A criação do Parque Nacional Araçatuba-Quiriri pelo o Instituto Chico Mendes de Conservação da Biodiversidade (ICMBio) gera dúvidas em agricultores do Paraná e de Santa Catarina, onde está a área abrangida pelo projeto. Para sanar dúvidas e combater a desinformação, na última semana o deputado estadual Goura (PDT) organizou uma reunião em Tijucas do Sul, Região Metropolitana de Curitiba (RMC).
Dezenas de pessoas acompanharam o encontro e fizeram perguntas sobre a proposta apresentada pelo Ministério do Meio Ambiente pelo deputado Goura e polo deputado estadual Marquito (PSOL), de Santa Catarina.

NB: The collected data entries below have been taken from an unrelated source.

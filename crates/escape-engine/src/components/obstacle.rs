use glam::Vec3;
use serde::{Deserialize, Serialize};

use crate::api::types::EntityId;
use crate::components::bounds::Aabb;

/// World axis a moving obstacle travels along.
#[derive(Debug, Clone, Copy, PartialEq, Eq, Serialize, Deserialize)]
#[serde(rename_all = "lowercase")]
pub enum Axis {
    X,
    Y,
    Z,
}

impl Axis {
    pub fn get(self, v: Vec3) -> f32 {
        match self {
            Axis::X => v.x,
            Axis::Y => v.y,
            Axis::Z => v.z,
        }
    }

    pub fn get_mut(self, v: &mut Vec3) -> &mut f32 {
        match self {
            Axis::X => &mut v.x,
            Axis::Y => &mut v.y,
            Axis::Z => &mut v.z,
        }
    }
}

/// Constant-velocity ping-pong motion between two bounds on one axis.
#[derive(Debug, Clone, Copy, PartialEq, Serialize, Deserialize)]
pub struct MovementProfile {
    pub axis: Axis,
    /// Either -1.0 or +1.0.
    pub direction: f32,
    /// Distance covered per tick (not per second).
    pub speed: f32,
    pub min: f32,
    pub max: f32,
}

impl MovementProfile {
    /// Move `center` one tick along the axis. Returns true if the direction flipped.
    pub fn advance(&mut self, center: &mut Vec3) -> bool {
        let coord = self.axis.get_mut(center);
        *coord += self.direction * self.speed;
        if *coord <= self.min || *coord >= self.max {
            self.direction = -self.direction;
            return true;
        }
        false
    }
}

/// Whether an obstacle stays put or follows a movement profile.
#[derive(Debug, Clone, Copy, PartialEq)]
pub enum Motion {
    Static,
    Moving(MovementProfile),
}

/// A solid box the player can stand on or be blocked by.
#[derive(Debug, Clone, PartialEq)]
pub struct Obstacle {
    pub id: EntityId,
    pub bounds: Aabb,
    pub motion: Motion,
}

impl Obstacle {
    pub fn fixed(id: EntityId, center: Vec3, half: Vec3) -> Self {
        Self {
            id,
            bounds: Aabb::new(center, half),
            motion: Motion::Static,
        }
    }

    pub fn moving(id: EntityId, center: Vec3, half: Vec3, profile: MovementProfile) -> Self {
        Self {
            id,
            bounds: Aabb::new(center, half),
            motion: Motion::Moving(profile),
        }
    }

    pub fn is_moving(&self) -> bool {
        matches!(self.motion, Motion::Moving(_))
    }
}

#[cfg(test)]
mod tests {
    use super::*;

    fn platform_profile() -> MovementProfile {
        MovementProfile {
            axis: Axis::X,
            direction: 1.0,
            speed: 0.03,
            min: -5.0,
            max: 5.0,
        }
    }

    #[test]
    fn advance_moves_along_axis_only() {
        let mut profile = platform_profile();
        let mut center = Vec3::new(0.0, 0.25, -7.0);
        assert!(!profile.advance(&mut center));
        assert!((center.x - 0.03).abs() < 1e-6);
        assert_eq!(center.y, 0.25);
        assert_eq!(center.z, -7.0);
    }

    #[test]
    fn advance_flips_at_max() {
        let mut profile = platform_profile();
        let mut center = Vec3::new(4.99, 0.0, 0.0);
        assert!(profile.advance(&mut center));
        assert_eq!(profile.direction, -1.0);
    }

    #[test]
    fn advance_flips_at_min() {
        let mut profile = MovementProfile {
            direction: -1.0,
            ..platform_profile()
        };
        let mut center = Vec3::new(-4.98, 0.0, 0.0);
        assert!(profile.advance(&mut center));
        assert_eq!(profile.direction, 1.0);
    }

    #[test]
    fn axis_z_profile() {
        let mut profile = MovementProfile {
            axis: Axis::Z,
            ..platform_profile()
        };
        let mut center = Vec3::ZERO;
        profile.advance(&mut center);
        assert_eq!(center.x, 0.0);
        assert!((center.z - 0.03).abs() < 1e-6);
    }
}
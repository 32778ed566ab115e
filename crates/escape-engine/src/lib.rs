pub mod api;
pub mod core;
pub mod components;
pub mod systems;
pub mod renderer;
pub mod bridge;
pub mod input;
pub mod assets;

// Re-export key types at crate root for convenience
pub use api::game::{EngineContext, Game, GameConfig, GameStatus};
pub use api::types::{EntityId, GameEvent};
pub use assets::layout::{LayoutError, LevelLayout};
pub use bridge::protocol::ProtocolLayout;
pub use components::bounds::Aabb;
pub use components::entity::{EntityKind, EntityRef};
pub use components::exit::Exit;
pub use components::obstacle::{Axis, Motion, MovementProfile, Obstacle};
pub use components::player::Player;
pub use components::room::Room;
pub use crate::core::scene::Scene;
pub use crate::core::state::{GameState, Phase};
pub use crate::core::time::{Clock, FixedStep, ManualClock};
pub use input::bindings::{Direction, Key};
pub use input::held::HeldDirections;
pub use input::queue::{Command, InputEvent, InputQueue};
pub use renderer::camera::FollowCamera;
pub use renderer::instance::{EntityInstance, SnapshotBuffer};
pub use systems::animation::tick_obstacles;
pub use systems::collision::{
    resolve_player, CollisionReport, FirstMatchResolution, ObstacleContact, ResolutionPolicy,
};
pub use systems::physics::{apply_jump, integrate_player};
pub use systems::render::{write_snapshot, FrameHeader};

#[cfg(not(target_arch = "wasm32"))]
pub use crate::core::time::SystemClock;
use glam::Vec3;

use crate::api::types::GameEvent;
use crate::assets::layout::LevelLayout;
use crate::core::scene::Scene;
use crate::core::state::Phase;
use crate::input::queue::InputQueue;
use crate::renderer::camera::FollowCamera;

/// Configuration for the engine, provided by the game.
#[derive(Debug, Clone)]
pub struct GameConfig {
    /// Logical timestep per frame in seconds (default: 1/60).
    pub fixed_dt: f32,
    /// Downward acceleration in units/s² (default: 30).
    pub gravity: f32,
    /// Horizontal speed in units/s (default: 10).
    pub move_speed: f32,
    /// Upward velocity set by a jump in units/s (default: 10).
    pub jump_force: f32,
    /// How far below an obstacle's center the feet may be and still land on it (default: 0.1).
    pub landing_tolerance: f32,
    /// Camera eye relative to the player (default: 3 up, 5 behind).
    pub camera_offset: Vec3,
    /// Maximum number of entity records in the snapshot (default: 64).
    pub max_entities: usize,
    /// Maximum number of game events per frame (default: 16).
    pub max_events: usize,
}

impl Default for GameConfig {
    fn default() -> Self {
        Self {
            fixed_dt: 1.0 / 60.0,
            gravity: 30.0,
            move_speed: 10.0,
            jump_force: 10.0,
            landing_tolerance: 0.1,
            camera_offset: Vec3::new(0.0, 3.0, 5.0),
            max_entities: 64,
            max_events: 16,
        }
    }
}

/// The core contract a game must fulfill to be driven by a runner.
pub trait Game {
    /// Return engine configuration. Called once before init.
    fn config(&self) -> GameConfig {
        GameConfig::default()
    }

    /// Setup initial state and populate the scene.
    fn init(&mut self, ctx: &mut EngineContext);

    /// One fixed tick. Read input, advance the simulation, check win conditions.
    fn update(&mut self, ctx: &mut EngineContext, input: &InputQueue);

    /// Current phase and elapsed seconds, for the snapshot header.
    fn status(&self) -> GameStatus;

    /// Replace the level. Games that keep state tied to the scene should override this.
    fn load_layout(&mut self, ctx: &mut EngineContext, layout: &LevelLayout) {
        ctx.scene = Scene::from_layout(layout);
        ctx.camera.follow(ctx.scene.player.pos);
    }
}

/// Coarse game status exposed to collaborators.
#[derive(Debug, Clone, Copy, PartialEq, Default)]
pub struct GameStatus {
    pub phase: Phase,
    pub elapsed_seconds: f64,
}

/// Mutable access to engine state, passed to Game::init and Game::update.
pub struct EngineContext {
    pub scene: Scene,
    pub camera: FollowCamera,
    pub events: Vec<GameEvent>,
    /// Wall-clock time sampled once at the start of the frame.
    pub now_ms: f64,
    /// Logical delta for this tick.
    pub dt: f32,
}

impl EngineContext {
    pub fn new(config: &GameConfig) -> Self {
        let scene = Scene::default();
        let mut camera = FollowCamera::new(config.camera_offset);
        camera.follow(scene.player.pos);
        Self {
            scene,
            camera,
            events: Vec::with_capacity(config.max_events),
            now_ms: 0.0,
            dt: config.fixed_dt,
        }
    }

    /// Stamp the frame's time inputs. Called by the runner before `Game::update`.
    pub fn begin_frame(&mut self, now_ms: f64, dt: f32) {
        self.now_ms = now_ms;
        self.dt = dt;
    }

    /// Emit a game event to be forwarded to the UI layer.
    pub fn emit_event(&mut self, event: GameEvent) {
        self.events.push(event);
    }

    /// Clear per-frame transient data.
    pub fn clear_frame_data(&mut self) {
        self.events.clear();
    }
}

impl Default for EngineContext {
    fn default() -> Self {
        Self::new(&GameConfig::default())
    }
}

A criação de uma Unidade de Conservação Federal abrangendo as Serras do Araçatuba e Quiriri, na divisa entre o Paraná e Santa Catarina, vem sendo discutida com o ICMBio. A intenção é criar um mecanismo de potencialização da vocação turística e proteção ambiental daquele território, que abrange parte dos municípios de Joinville, Campo Alegre e Garuva, em Santa Catarina, e Tijucas do Sul e Guaratuba, no Paraná.
No entanto, há dúvidas entre os agricultores, sobretudo no que tange às próprias atividades e desapropriações. O deputado Goura explicou que, em 2024, foi solicitado à então ministra do Meio Ambiente, Marina Silva, um estudo sobre a possibilidade da implantação de uma área de conservação englobando esse conjunto natural e cultural que reúne as duas serras.

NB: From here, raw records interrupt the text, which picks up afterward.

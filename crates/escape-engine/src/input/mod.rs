pub mod bindings;
pub mod held;
pub mod queue;
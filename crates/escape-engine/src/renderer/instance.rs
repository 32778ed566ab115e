use bytemuck::{Pod, Zeroable};

use crate::components::entity::EntityRef;

/// Per-entity record written to the snapshot for the JS renderer.
/// Must match the TypeScript protocol: 8 floats = 32 bytes stride.
#[repr(C)]
#[derive(Debug, Clone, Copy, Default, PartialEq, Pod, Zeroable)]
pub struct EntityInstance {
    /// `EntityKind` code.
    pub kind: f32,
    /// Entity ID.
    pub id: f32,
    /// Anchor position (box center; feet point for the player).
    pub x: f32,
    pub y: f32,
    pub z: f32,
    /// Half-extents.
    pub hx: f32,
    pub hy: f32,
    pub hz: f32,
}

impl EntityInstance {
    pub const FLOATS: usize = 8;
    pub const STRIDE_BYTES: usize = Self::FLOATS * 4;

    pub fn from_entity(entity: &EntityRef<'_>) -> Self {
        let pos = entity.position();
        let half = entity.half_extents();
        Self {
            kind: entity.kind().code(),
            id: entity.id().0 as f32,
            x: pos.x,
            y: pos.y,
            z: pos.z,
            hx: half.x,
            hy: half.y,
            hz: half.z,
        }
    }
}

/// Flat snapshot: header followed by entity records, all f32.
pub struct SnapshotBuffer {
    data: Vec<f32>,
}

impl SnapshotBuffer {
    pub fn with_capacity(total_floats: usize) -> Self {
        Self {
            data: vec![0.0; total_floats],
        }
    }

    pub fn as_slice(&self) -> &[f32] {
        &self.data
    }

    pub fn as_mut_slice(&mut self) -> &mut [f32] {
        &mut self.data
    }

    pub fn len(&self) -> usize {
        self.data.len()
    }

    pub fn is_empty(&self) -> bool {
        self.data.is_empty()
    }

    /// Raw pointer to snapshot data for JS reads out of WASM memory.
    pub fn as_ptr(&self) -> *const f32 {
        self.data.as_ptr()
    }
}
use glam::Vec3;

use crate::api::types::EntityId;
use crate::components::exit::Exit;
use crate::components::obstacle::Obstacle;
use crate::components::player::Player;
use crate::components::room::Room;

/// Closed set of entity kinds, as written to the snapshot.
#[derive(Debug, Clone, Copy, PartialEq, Eq)]
#[repr(u8)]
pub enum EntityKind {
    Player = 0,
    StaticObstacle = 1,
    MovingObstacle = 2,
    Exit = 3,
    Room = 4,
}

impl EntityKind {
    pub fn code(self) -> f32 {
        self as u8 as f32
    }
}

/// Borrowed view of one entity in the scene.
#[derive(Debug, Clone, Copy)]
pub enum EntityRef<'a> {
    Room(&'a Room),
    Player(&'a Player),
    Obstacle(&'a Obstacle),
    Exit(&'a Exit),
}

impl EntityRef<'_> {
    pub fn id(&self) -> EntityId {
        match self {
            EntityRef::Room(_) => EntityId::ROOM,
            EntityRef::Player(_) => EntityId::PLAYER,
            EntityRef::Obstacle(o) => o.id,
            EntityRef::Exit(e) => e.id,
        }
    }

    pub fn kind(&self) -> EntityKind {
        match self {
            EntityRef::Room(_) => EntityKind::Room,
            EntityRef::Player(_) => EntityKind::Player,
            EntityRef::Obstacle(o) if o.is_moving() => EntityKind::MovingObstacle,
            EntityRef::Obstacle(_) => EntityKind::StaticObstacle,
            EntityRef::Exit(_) => EntityKind::Exit,
        }
    }

    /// Anchor position handed to renderers. The player reports its feet point.
    pub fn position(&self) -> Vec3 {
        match self {
            EntityRef::Room(r) => r.center(),
            EntityRef::Player(p) => p.pos,
            EntityRef::Obstacle(o) => o.bounds.center,
            EntityRef::Exit(e) => e.bounds.center,
        }
    }

    pub fn half_extents(&self) -> Vec3 {
        match self {
            EntityRef::Room(r) => r.half_extents(),
            EntityRef::Player(p) => p.half_extents,
            EntityRef::Obstacle(o) => o.bounds.half,
            EntityRef::Exit(e) => e.bounds.half,
        }
    }
}
//! Snapshot writer: packs entity transforms, phase, timer and camera into the flat buffer.

use crate::api::game::GameStatus;
use crate::bridge::protocol::*;
use crate::core::scene::Scene;
use crate::renderer::camera::FollowCamera;
use crate::renderer::instance::{EntityInstance, SnapshotBuffer};

/// Per-frame values written into the header next to the scene data.
#[derive(Debug, Clone, Copy, Default)]
pub struct FrameHeader {
    pub frame: u64,
    pub status: GameStatus,
    pub event_count: usize,
}

/// Rebuild the snapshot from the scene. Returns the number of entity records written;
/// entities beyond `layout.max_entities` are dropped.
pub fn write_snapshot(
    buffer: &mut SnapshotBuffer,
    layout: &ProtocolLayout,
    scene: &Scene,
    camera: &FollowCamera,
    header: &FrameHeader,
) -> usize {
    let data = buffer.as_mut_slice();
    debug_assert!(data.len() >= layout.buffer_total_floats);

    let mut count = 0;
    for entity in scene.iter().take(layout.max_entities) {
        let offset = layout.entity_offset(count);
        let instance = EntityInstance::from_entity(&entity);
        data[offset..offset + ENTITY_FLOATS].copy_from_slice(bytemuck::cast_slice(&[instance]));
        count += 1;
    }

    let elapsed = header.status.elapsed_seconds;
    data[HEADER_PROTOCOL_VERSION] = PROTOCOL_VERSION;
    data[HEADER_FRAME_COUNTER] = header.frame as f32;
    data[HEADER_PHASE] = header.status.phase.code();
    data[HEADER_ELAPSED_SECONDS] = elapsed as f32;
    data[HEADER_ELAPSED_WHOLE] = elapsed.floor() as f32;
    data[HEADER_ENTITY_COUNT] = count as f32;
    data[HEADER_MAX_ENTITIES] = layout.max_entities as f32;
    data[HEADER_CAMERA_EYE_X] = camera.eye.x;
    data[HEADER_CAMERA_EYE_Y] = camera.eye.y;
    data[HEADER_CAMERA_EYE_Z] = camera.eye.z;
    data[HEADER_CAMERA_TARGET_X] = camera.target.x;
    data[HEADER_CAMERA_TARGET_Y] = camera.target.y;
    data[HEADER_CAMERA_TARGET_Z] = camera.target.z;
    data[HEADER_EVENT_COUNT] = header.event_count as f32;

    count
}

“O Parque Nacional do Iguaçu, por exemplo, é uma área que fomenta o turismo em toda a região e o ICMBio está fazendo uma gestão para ampliar esse turismo para além dos municípios de Foz do Iguaçu, para pegar os municípios lindeiros ao parque, isso tudo está acontecendo”, disse ao citar também os exemplos dos parques nacionais de Itatiaia, no Rio de Janeiro, e o de Itaimbezinho, entre Santa Catarina e o Rio Grande do Sul.
“E é isso que a gente está defendendo, que essa área tenha um status de preservação, para que a gente possa garantir que esse ambiente natural tão magnífico e tão importante para a ecologia, seja devidamente preservado, que a visitação seja ordenada, tenha controle, tenha segurança. E tudo isso está sendo desenhado pelo ICMBio”, ressaltou Goura.
Para o parlamentar, ao longo do processo, houve falhas de comunicação que prejudicaram o debate e deu abertura para que se criasse um terrorismo a respeito do projeto. Porém, frisou que o projeto visa a proteção ambiental, o fortalecimento do turismo e da economia da região.
No fim do ano passado uma comitiva de deputados catarinenses foi à Brasília e na sede do ICMBio se manifestou contra a criação da área de preservação.
“É preciso ressaltar que a proposta engloba apenas as encostas das montanhas, que já são áreas de preservação permanente, junto com os campos de altitude. Não tem área produtiva dentro da proposta, ninguém vai perder a sua área de produção, a produção agrícola e mesmo plantações, às vezes de pinus, de eucalipto, que estão no entorno”, disse Goura.
“Ninguém vai ter a sua área, onde a sua família, os seus avós, os seus bisavós, talvez já estejam há várias gerações plantando. Não vai acontecer isso, a proposta está pegando a encosta das montanhas, as áreas de nascentes, as áreas de mananciais e os campos de altitude que já estão completamente fragilizados”, assegurou.